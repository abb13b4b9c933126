//! CLI library components for the samplesheet checker.

pub mod commands;
pub mod logging;
use comfy_table::modifiers::{UTF8_ROUND_CORNERS, UTF8_SOLID_INNER_BORDERS};
use comfy_table::presets::UTF8_FULL;
use comfy_table::{Attribute, Cell, CellAlignment, Color, ContentArrangement, Table};

use samplesheet_core::CheckSummary;

pub fn print_summary(summary: &CheckSummary) {
    println!("Samplesheet: {}", summary.input.display());
    println!("Output: {}", summary.output.display());
    println!("{}", summary_table(summary));
}

fn summary_table(summary: &CheckSummary) -> Table {
    let mut table = Table::new();
    table.set_header(vec![header_cell("Sample"), header_cell("Rows")]);
    apply_summary_table_style(&mut table);
    align_column(&mut table, 1, CellAlignment::Right);
    for sample in &summary.samples {
        table.add_row(vec![
            Cell::new(&sample.sample_id)
                .fg(Color::Blue)
                .add_attribute(Attribute::Bold),
            row_count_cell(sample.rows),
        ]);
    }
    table.add_row(vec![
        Cell::new(format!("TOTAL ({} samples)", summary.sample_count()))
            .fg(Color::Cyan)
            .add_attribute(Attribute::Bold),
        Cell::new(summary.row_count()).add_attribute(Attribute::Bold),
    ]);
    table
}

/// Samples spread over several rows (lanes) are highlighted.
fn row_count_cell(rows: usize) -> Cell {
    if rows > 1 {
        Cell::new(rows).fg(Color::Yellow)
    } else {
        Cell::new(rows)
    }
}

fn apply_summary_table_style(table: &mut Table) {
    table
        .load_preset(UTF8_FULL)
        .apply_modifier(UTF8_ROUND_CORNERS)
        .apply_modifier(UTF8_SOLID_INNER_BORDERS)
        .set_content_arrangement(ContentArrangement::Dynamic)
        .set_width(80);
}

fn align_column(table: &mut Table, index: usize, alignment: CellAlignment) {
    if let Some(column) = table.column_mut(index) {
        column.set_cell_alignment(alignment);
    }
}

fn header_cell(label: &str) -> Cell {
    Cell::new(label)
        .fg(Color::Cyan)
        .add_attribute(Attribute::Bold)
}
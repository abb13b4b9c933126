use std::path::Path;

use anyhow::Result;
use tracing::{error, info};

use samplesheet_core::{CheckSummary, check_samplesheet};

/// Prefix shared by every diagnostic printed for a failed check.
pub const DIAGNOSTIC_PREFIX: &str = "ERROR:";

pub fn run_check(input: &Path, output: &Path) -> Result<CheckSummary> {
    let summary = check_samplesheet(input, output)?;
    info!(
        input = %input.display(),
        output = %output.display(),
        samples = summary.sample_count(),
        rows = summary.row_count(),
        "samplesheet check passed"
    );
    Ok(summary)
}

/// Human-readable diagnostic for a failed check.
///
/// Core errors already carry the offending line, so only the outermost
/// message is rendered.
pub fn diagnostic(failure: &anyhow::Error) -> String {
    error!(error = %failure, "samplesheet check failed");
    format!("{DIAGNOSTIC_PREFIX} {failure}")
}

#[cfg(test)]
mod tests {
    use super::*;
    use samplesheet_core::SamplesheetError;
    use std::io;
    use std::path::PathBuf;

    #[test]
    fn test_diagnostic_prefix() {
        let failure = anyhow::Error::from(SamplesheetError::Header {
            found: "sampleid,fastq_1,fastq_2,condition".to_string(),
            expected: "sample_id,fastq_1,fastq_2,condition".to_string(),
        });
        assert_eq!(
            diagnostic(&failure),
            "ERROR: Please check samplesheet header -> sampleid,fastq_1,fastq_2,condition \
             != sample_id,fastq_1,fastq_2,condition"
        );
    }

    #[test]
    fn test_file_system_diagnostic_names_path() {
        let failure = anyhow::Error::from(SamplesheetError::CreateDir {
            path: PathBuf::from("results"),
            source: io::Error::new(io::ErrorKind::NotADirectory, "Not a directory"),
        });
        assert_eq!(
            diagnostic(&failure),
            "ERROR: failed to create output directory results: Not a directory"
        );
    }
}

□ □ □

## [WHAT THE EXERCISE ASKS]
Reproduce every line above without error.

## [RESULT OF THE TASK]
repository abb13b4b9c933126
//! CLI library components for the samplesheet checker.

pub mod commands;
pub mod logging;
use comfy_table::modifiers::{UTF8_ROUND_CORNERS, UTF8_SOLID_INNER_BORDERS};
use comfy_table::presets::UTF8_FULL;
use comfy_table::{Attribute, Cell, CellAlignment, Color, ContentArrangement, Table};

use samplesheet_core::CheckSummary;

pub fn print_summary(summary: &CheckSummary) {
    println!("Samplesheet: {}", summary.input.display());
    println!("Output: {}", summary.output.display());
    println!("{}", summary_table(summary));
}

fn summary_table(summary: &CheckSummary) -> Table {
    let mut table = Table::new();
    table.set_header(vec![header_cell("Sample"), header_cell("Rows")]);
    apply_summary_table_style(&mut table);
    align_column(&mut table, 1, CellAlignment::Right);
    for sample in &summary.samples {
        table.add_row(vec![
            Cell::new(&sample.sample_id)
                .fg(Color::Blue)
                .add_attribute(Attribute::Bold),
            row_count_cell(sample.rows),
        ]);
    }
    table.add_row(vec![
        Cell::new(format!("TOTAL ({} samples)", summary.sample_count()))
            .fg(Color::Cyan)
            .add_attribute(Attribute::Bold),
        Cell::new(summary.row_count()).add_attribute(Attribute::Bold),
    ]);
    table
}

/// Samples spread over several rows (lanes) are highlighted.
fn row_count_cell(rows: usize) -> Cell {
    if rows > 1 {
        Cell::new(rows).fg(Color::Yellow)
    } else {
        Cell::new(rows)
    }
}

fn apply_summary_table_style(table: &mut Table) {
    table
        .load_preset(UTF8_FULL)
        .apply_modifier(UTF8_ROUND_CORNERS)
        .apply_modifier(UTF8_SOLID_INNER_BORDERS)
        .set_content_arrangement(ContentArrangement::Dynamic)
        .set_width(80);
}

fn align_column(table: &mut Table, index: usize, alignment: CellAlignment) {
    if let Some(column) = table.column_mut(index) {
        column.set_cell_alignment(alignment);
    }
}

fn header_cell(label: &str) -> Cell {
    Cell::new(label)
        .fg(Color::Cyan)
        .add_attribute(Attribute::Bold)
}
repository abb13b4b9c933126
use std::path::Path;

use anyhow::Result;
use tracing::{error, info};

use samplesheet_core::{CheckSummary, check_samplesheet};

/// Prefix shared by every diagnostic printed for a failed check.
pub const DIAGNOSTIC_PREFIX: &str = "ERROR:";

pub fn run_check(input: &Path, output: &Path) -> Result<CheckSummary> {
    let summary = check_samplesheet(input, output)?;
    info!(
        input = %input.display(),
        output = %output.display(),
        samples = summary.sample_count(),
        rows = summary.row_count(),
        "samplesheet check passed"
    );
    Ok(summary)
}

/// Human-readable diagnostic for a failed check.
///
/// Core errors already carry the offending line, so only the outermost
/// message is rendered.
pub fn diagnostic(failure: &anyhow::Error) -> String {
    error!(error = %failure, "samplesheet check failed");
    format!("{DIAGNOSTIC_PREFIX} {failure}")
}

#[cfg(test)]
mod tests {
    use super::*;
    use samplesheet_core::SamplesheetError;
    use std::io;
    use std::path::PathBuf;

    #[test]
    fn test_diagnostic_prefix() {
        let failure = anyhow::Error::from(SamplesheetError::Header {
            found: "sampleid,fastq_1,fastq_2,condition".to_string(),
            expected: "sample_id,fastq_1,fastq_2,condition".to_string(),
        });
        assert_eq!(
            diagnostic(&failure),
            "ERROR: Please check samplesheet header -> sampleid,fastq_1,fastq_2,condition \
             != sample_id,fastq_1,fastq_2,condition"
        );
    }

    #[test]
    fn test_file_system_diagnostic_names_path() {
        let failure = anyhow::Error::from(SamplesheetError::CreateDir {
            path: PathBuf::from("results"),
            source: io::Error::new(io::ErrorKind::NotADirectory, "Not a directory"),
        });
        assert_eq!(
            diagnostic(&failure),
            "ERROR: failed to create output directory results: Not a directory"
        );
    }
}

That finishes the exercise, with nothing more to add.